▸ Exercise directions:
Which lines of the entries contain the string "enum"? Copy each of them.

▸ Records to process:
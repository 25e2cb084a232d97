//! Gallery index aggregation.
//!
//! Stage 3 of the build. Reads every stored metadata record and orders them
//! newest first by capture time. The result feeds the renderer.
//!
//! Aggregation is all-or-nothing: one record without a usable `datetime`
//! fails the whole index, naming the offending record, so a bad record is
//! never silently dropped from the published page.

use crate::store::{MetadataRecord, RecordStore, StoreError};
use crate::types::RecordId;
use chrono::NaiveDateTime;
use std::path::PathBuf;
use thiserror::Error;

/// Accepted capture timestamp layouts: EXIF first, then ISO-like.
pub const TIMESTAMP_FORMATS: [&str; 2] = ["%Y:%m:%d %H:%M:%S", "%Y-%m-%d %H:%M:%S"];

#[derive(Error, Debug)]
pub enum IndexError {
    #[error(transparent)]
    Store(#[from] StoreError),
    #[error("Record {id} ({path}) has no capture timestamp")]
    MissingTimestamp { id: RecordId, path: PathBuf },
    #[error("Record {id} ({path}) has unparseable capture timestamp {value:?}")]
    BadTimestamp {
        id: RecordId,
        path: PathBuf,
        value: String,
    },
}

/// One record ready for rendering.
#[derive(Debug, Clone, PartialEq, Eq)]
pub struct GalleryIndexEntry {
    pub id: RecordId,
    pub taken: NaiveDateTime,
    pub record: MetadataRecord,
}

/// Parse a capture timestamp in any of [`TIMESTAMP_FORMATS`].
pub fn parse_timestamp(value: &str) -> Option<NaiveDateTime> {
    let value = value.trim();
    TIMESTAMP_FORMATS
        .iter()
        .find_map(|fmt| NaiveDateTime::parse_from_str(value, fmt).ok())
}

/// Load all records from `store`, newest first.
///
/// Ties on the capture instant are ordered by [`RecordId`] ascending.
pub fn build_index(store: &RecordStore) -> Result<Vec<GalleryIndexEntry>, IndexError> {
    let mut entries = store
        .read_all()?
        .into_iter()
        .map(|stored| {
            let Some(raw) = stored.record.datetime() else {
                return Err(IndexError::MissingTimestamp {
                    id: stored.id,
                    path: stored.path,
                });
            };
            let Some(taken) = parse_timestamp(raw) else {
                return Err(IndexError::BadTimestamp {
                    value: raw.to_string(),
                    id: stored.id,
                    path: stored.path,
                });
            };
            Ok(GalleryIndexEntry {
                id: stored.id,
                taken,
                record: stored.record,
            })
        })
        .collect::<Result<Vec<_>, _>>()?;

    entries.sort_by(|a, b| b.taken.cmp(&a.taken).then_with(|| a.id.cmp(&b.id)));
    tracing::debug!(count = entries.len(), "index built");
    Ok(entries)
}

#[cfg(test)]
mod tests {
    use super::*;
    use crate::test_helpers::*;
    use tempfile::TempDir;

    fn store() -> (TempDir, RecordStore) {
        let tmp = TempDir::new().unwrap();
        let store = RecordStore::new(tmp.path().join("info"));
        (tmp, store)
    }

    fn names(entries: &[GalleryIndexEntry]) -> Vec<&str> {
        entries.iter().map(|e| e.id.name.as_str()).collect()
    }

    #[test]
    fn parses_exif_and_iso_layouts() {
        let exif = parse_timestamp("2023:05:01 18:22:05").unwrap();
        let iso = parse_timestamp("2023-05-01 18:22:05").unwrap();
        assert_eq!(exif, iso);
        assert_eq!(exif.to_string(), "2023-05-01 18:22:05");
    }

    #[test]
    fn rejects_other_layouts() {
        assert!(parse_timestamp("").is_none());
        assert!(parse_timestamp("yesterday").is_none());
        assert!(parse_timestamp("2023:05:01").is_none());
        assert!(parse_timestamp("2023:13:01 00:00:00").is_none());
    }

    #[test]
    fn orders_newest_first() {
        let (_tmp, store) = store();
        seed_record(&store, "d1", "a.jpg", Some("2023:01:01 10:00:00"));
        seed_record(&store, "d2", "b.jpg", Some("2023:06:15 09:30:00"));
        seed_record(&store, "d0", "c.jpg", Some("2022:12:31 23:59:59"));

        let entries = build_index(&store).unwrap();

        assert_eq!(names(&entries), vec!["b.jpg", "a.jpg", "c.jpg"]);
    }

    #[test]
    fn ties_are_ordered_by_identity() {
        let (_tmp, store) = store();
        seed_record(&store, "d2", "x.jpg", Some("2023:01:01 10:00:00"));
        seed_record(&store, "d1", "z.jpg", Some("2023:01:01 10:00:00"));
        seed_record(&store, "d1", "y.jpg", Some("2023-01-01 10:00:00"));

        let entries = build_index(&store).unwrap();

        let ids: Vec<String> = entries.iter().map(|e| e.id.to_string()).collect();
        assert_eq!(ids, vec!["d1/y.jpg", "d1/z.jpg", "d2/x.jpg"]);
    }

    #[test]
    fn empty_store_gives_empty_index() {
        let (_tmp, store) = store();
        assert!(build_index(&store).unwrap().is_empty());
    }

    #[test]
    fn missing_timestamp_fails_naming_record() {
        let (_tmp, store) = store();
        seed_record(&store, "d1", "good.jpg", Some("2023:01:01 10:00:00"));
        seed_record(&store, "d1", "NoDate.jpg", None);

        let err = build_index(&store).unwrap_err();

        match &err {
            IndexError::MissingTimestamp { id, .. } => assert_eq!(id.name, "nodate.jpg"),
            other => panic!("expected MissingTimestamp, got {other:?}"),
        }
        assert!(err.to_string().contains("d1/nodate.jpg"));
    }

    #[test]
    fn unparseable_timestamp_fails() {
        let (_tmp, store) = store();
        seed_record(&store, "d1", "a.jpg", Some("sometime in May"));

        let err = build_index(&store).unwrap_err();
        assert!(
            matches!(err, IndexError::BadTimestamp { ref value, .. } if value == "sometime in May")
        );
    }

    #[test]
    fn corrupt_record_surfaces_store_error() {
        let (_tmp, store) = store();
        seed_record(&store, "d1", "a.jpg", Some("2023:01:01 10:00:00"));
        std::fs::write(store.root().join("d1/broken.jpg.toml"), "not = [valid").unwrap();

        assert!(matches!(
            build_index(&store),
            Err(IndexError::Store(StoreError::Parse { .. }))
        ));
    }
}
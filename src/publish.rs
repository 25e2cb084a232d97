//! Remote mirroring.
//!
//! Stage 2 of the build. After ingest has finished writing, the local photo
//! and thumbnail trees are mirrored to the bucket:
//!
//! ```text
//! photos/      ──►  gs://<bucket>/<photos_prefix>
//! thumbnails/  ──►  gs://<bucket>/<thumbnails_prefix>
//! ```
//!
//! Originals go first, so a published thumbnail never links to a missing
//! original. The transfer is delegated to an external sync program
//! (`gsutil -m rsync -r -d` by default) through the [`SyncTransport`] trait;
//! tests substitute a recording transport.
//!
//! Any failure aborts the run before the index is rendered.

use crate::config::{PipelineConfig, RemoteConfig};
use std::path::{Path, PathBuf};
use std::process::Command;
use thiserror::Error;

#[derive(Error, Debug)]
pub enum PublishError {
    #[error("Local directory to publish not found: {0}")]
    MissingSource(PathBuf),
    #[error("Failed to run {command}: {source}")]
    Spawn {
        command: String,
        #[source]
        source: std::io::Error,
    },
    #[error("Sync of {local} to {remote} failed ({status}): {stderr}")]
    Failed {
        local: PathBuf,
        remote: String,
        status: std::process::ExitStatus,
        stderr: String,
    },
}

/// Something that can make a remote prefix mirror a local directory.
pub trait SyncTransport: Sync {
    fn mirror(&self, local: &Path, remote: &str) -> Result<(), PublishError>;
}

/// Transport that shells out to the configured sync command.
///
/// Invoked as `<sync_command> <sync_args...> <local> <remote>`.
#[derive(Debug, Clone)]
pub struct CommandTransport {
    command: String,
    args: Vec<String>,
}

impl CommandTransport {
    pub fn new(config: &RemoteConfig) -> Self {
        Self {
            command: config.sync_command.clone(),
            args: config.sync_args.clone(),
        }
    }
}

impl SyncTransport for CommandTransport {
    fn mirror(&self, local: &Path, remote: &str) -> Result<(), PublishError> {
        tracing::debug!(command = %self.command, local = %local.display(), remote, "syncing");
        let output = Command::new(&self.command)
            .args(&self.args)
            .arg(local)
            .arg(remote)
            .output()
            .map_err(|source| PublishError::Spawn {
                command: self.command.clone(),
                source,
            })?;

        if !output.status.success() {
            return Err(PublishError::Failed {
                local: local.to_path_buf(),
                remote: remote.to_string(),
                status: output.status,
                stderr: String::from_utf8_lossy(&output.stderr).trim().to_string(),
            });
        }
        Ok(())
    }
}

/// `gs://<bucket>/<prefix>`
pub fn remote_url(bucket: &str, prefix: &str) -> String {
    let bucket = bucket.trim_end_matches('/');
    let prefix = prefix.trim_matches('/');
    if prefix.is_empty() {
        format!("gs://{bucket}")
    } else {
        format!("gs://{bucket}/{prefix}")
    }
}

/// One completed mirror operation.
#[derive(Debug, Clone, PartialEq, Eq)]
pub struct SyncedTree {
    pub local: PathBuf,
    pub remote: String,
}

/// Trees mirrored by [`publish`], in the order they were synced.
#[derive(Debug, Clone, Default, PartialEq, Eq)]
pub struct PublishReport {
    pub synced: Vec<SyncedTree>,
}

/// Mirror originals, then thumbnails.
///
/// The photo directory is checked before anything is transferred: a missing
/// source tree would otherwise mirror "nothing" over the remote prefix.
pub fn publish(
    transport: &impl SyncTransport,
    config: &PipelineConfig,
) -> Result<PublishReport, PublishError> {
    let plan = [
        (&config.paths.photos, &config.remote.photos_prefix),
        (&config.paths.thumbnails, &config.remote.thumbnails_prefix),
    ];

    // The thumbnail root is created by ingest; only the source tree is checked.
    if !config.paths.photos.is_dir() {
        return Err(PublishError::MissingSource(config.paths.photos.clone()));
    }

    let mut report = PublishReport::default();
    for (local, prefix) in plan {
        let remote = remote_url(&config.remote.bucket, prefix);
        tracing::info!(local = %local.display(), %remote, "publishing");
        transport.mirror(local, &remote)?;
        report.synced.push(SyncedTree {
            local: local.clone(),
            remote,
        });
    }
    Ok(report)
}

▸ Output of the task:
pub enum IndexError {
pub enum PublishError {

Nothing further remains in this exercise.